Centreon Web 2.8.27

Enhancements

  • [ACL] Improve ACL access on downtime and hostgroup form - PR #6962

  • [API] API for commands arguments descriptions - PR #7196

  • [API] Add showinstance CLAPI command to Host #7199

  • [LDAP] manage multiple ldap group with same dn - PR #6714

Bug Fixes

  • [ACL] Host calculation with ACL is not correct - PR #6436

  • [API] Broker configuration accept accept id 0

  • [API] Unset service/contact relations if set option - PR #7115

  • [API] Use “Reach API *” to validate access to API - PR #7117

  • [Authentication] add sync with ldap groups upon login - PR #7057

  • [Backup] Fix scp export of configuration files backup - PR #7112

  • [Chart] fix graph export when a curve is only displayed in legend - PR #7009

  • [Centcore] Allow to set illegal characters for centcore (#7206)

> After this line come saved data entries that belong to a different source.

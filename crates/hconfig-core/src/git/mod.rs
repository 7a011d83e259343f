//! Git operations for the shared configuration repository.
//!
//! Network work goes through the `git` binary so the user's credentials and
//! SSH setup apply; the resulting checkout is inspected with `git2`.

mod sync;

pub use sync::{RefreshAction, RefreshReport, RepoSync, head_commit};
// src/viewer/resolve.rs
// =============================================================================
// Turns "repo + file path" into readable text.
//
// Steps:
// 1. Ask the contents API for the path
// 2. An array means the path is a directory        -> NotAFile
// 3. Anything but a base64 "file" object            -> UnsupportedContent
// 4. Decode the base64 payload (GitHub wraps it at 60 columns)
// 5. Empty text is replaced by a visible placeholder
//
// Network/API errors are passed through as FetchFailed. Binary files are
// decoded lossily and may show up garbled; that is accepted.
// =============================================================================

use base64::engine::general_purpose::STANDARD;
use base64::Engine;
use serde::Serialize;

use super::syntax::language_for_extension;
use crate::error::ResolveError;
use crate::github::{Contents, FileBlob, GithubApi};

/// Shown instead of nothing when a file has no content
pub const EMPTY_FILE_PLACEHOLDER: &str = "// (empty file)";

#[derive(Debug, Clone, PartialEq, Eq, Serialize)]
pub struct FileContent {
    pub path: String,
    pub name: String,
    /// Text after the last '.', or "" when the name has none
    pub extension: String,
    /// Syntax-highlighting hint derived from the extension
    pub language: &'static str,
    pub text: String,
}

pub async fn resolve_file(
    api: &(impl GithubApi + ?Sized),
    repo: &str,
    file_path: &str,
) -> Result<FileContent, ResolveError> {
    // A request failure becomes FetchFailed through `?`
    let blob = match api.fetch_contents(repo, file_path).await? {
        // An array back means the path is a directory
        Contents::Directory(_) => {
            return Err(ResolveError::NotAFile {
                path: file_path.to_string(),
            })
        }
        Contents::File(blob) => blob,
    };

    // Symlinks, submodules and non-base64 blobs have nothing to decode
    let text = decode_blob(&blob).ok_or_else(|| ResolveError::UnsupportedContent {
        path: file_path.to_string(),
    })?;

    Ok(FileContent::new(&blob.path, &blob.name, text))
}

impl FileContent {
    fn new(path: &str, name: &str, text: String) -> Self {
        let extension = extension_of(name).to_string();
        let text = if text.is_empty() {
            EMPTY_FILE_PLACEHOLDER.to_string()
        } else {
            text
        };
        Self {
            path: path.to_string(),
            name: name.to_string(),
            language: language_for_extension(&extension),
            extension,
            text,
        }
    }
}

/// Text of a base64 file blob, or None if the blob is not one.
pub fn decode_blob(blob: &FileBlob) -> Option<String> {
    if blob.kind != "file" || blob.encoding.as_deref() != Some("base64") {
        return None;
    }
    let content = blob.content.as_ref()?.as_str()?;
    decode_base64_text(content)
}

/// Decodes base64 that may contain line breaks into (lossy) UTF-8 text.
pub fn decode_base64_text(content: &str) -> Option<String> {
    let compact: String = content
        .chars()
        .filter(|c| !c.is_ascii_whitespace())
        .collect();
    let bytes = STANDARD.decode(compact).ok()?;
    Some(String::from_utf8_lossy(&bytes).into_owned())
}

fn extension_of(name: &str) -> &str {
    name.rsplit_once('.').map(|(_, ext)| ext).unwrap_or("")
}
// src/viewer/open.rs
// =============================================================================
// What the file page does with each resolver outcome.
//
// - decoded text          -> show it
// - path is a directory   -> go back to a directory listing instead
// - unsupported content   -> show nothing (no viewer)
// - fetch failed          -> error, the user asked for this file
// =============================================================================

use tracing::{info, warn};

use super::resolve::{resolve_file, FileContent};
use crate::browser::NavigationPath;
use crate::error::{ApiError, ResolveError};
use crate::github::GithubApi;

#[derive(Debug, Clone, PartialEq)]
pub enum ViewOutcome {
    Show(FileContent),
    /// The path was a directory; list this one instead
    RedirectToListing(NavigationPath),
    NothingToShow,
}

pub async fn open_file(
    api: &(impl GithubApi + ?Sized),
    repo: &str,
    file_path: &str,
) -> Result<ViewOutcome, ApiError> {
    match resolve_file(api, repo, file_path).await {
        Ok(content) => Ok(ViewOutcome::Show(content)),
        Err(ResolveError::NotAFile { path }) => {
            let parent = NavigationPath::parse(&path).parent();
            info!(repo, %path, listing = %parent, "Not a file, returning to listing");
            Ok(ViewOutcome::RedirectToListing(parent))
        }
        Err(ResolveError::UnsupportedContent { path }) => {
            warn!(repo, %path, "File has no displayable content");
            Ok(ViewOutcome::NothingToShow)
        }
        Err(ResolveError::FetchFailed(e)) => Err(e),
    }
}

/// Link to the file on github.com (default branch assumed to be main)
pub fn github_blob_url(username: &str, repo: &str, file_path: &str) -> String {
    format!(
        "https://github.com/{}/{}/blob/main/{}",
        username, repo, file_path
    )
}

  • [Configuration] fix export of cbd watchdog logs path - #6794, PR #6919

  • [Configuration] fix broken hostgroup form and massive change on host - PR #7105

  • [Downtimes] Pagination & filters corrections in recurrent Downtimes form - #6501, #6504, #6506, PR #6509

  • [Global] fix pagination when new header is enabled - PR #6687

  • [LDAP] fix ldap import due to var typo

  • [LDAP] Fix LDAP search when the ‘user group attribute’ field of ldap configuration is empty - PR #7057

  • [Monitoring] Fix columns on the list page - PR #6984

  • [UI] Fix a Javascript bug when the new header is selected - PR #6590

  • [UI] backport memory leak - PR #7003

  • [Visual notification] exclude services started by BA from BAM UI notification style - PR #6782

Documentation

  • Correct menu access to add/edit recurrent downtime - #6698

  • Correct the upgrape chapter - #6916

  • Improve prerequisite MySQL version to correct bug on partitioned tables - PR #6974

  • Quick Start improvements

Security

  • Add SQL and XSS protection of Administration Logs page - PR #7038

  • Avoid password macro to appear in cleartext - PR #7020

  • Clean dead code about escalation - PR #7200

  • Fix XSS vulnerability on hosts and services comments - PR #6953

  • Fix SQL injection and duplicate action on the host list page - PR #6961

  • Fix the XSS vulnerability on poller resource - PR #6982

  • Fix XSS vulnerability in the ACL group search field - PR #7032

  • Fix SQL injection for virtual metrics - PR #7061

  • Fix SQL injection and duplicate feature - PR #7069

  • Fix XSS vulnerability in media - PR 7089

  • Protect hostname resolver from XSS - PR #7043

  • Rce vulnerability fixed when using command’s testing feature (#7245)

Others

  • Change copyright calculation code and replace mailto link by a direct link to our website

  • Fix compatibility with PHP 5.3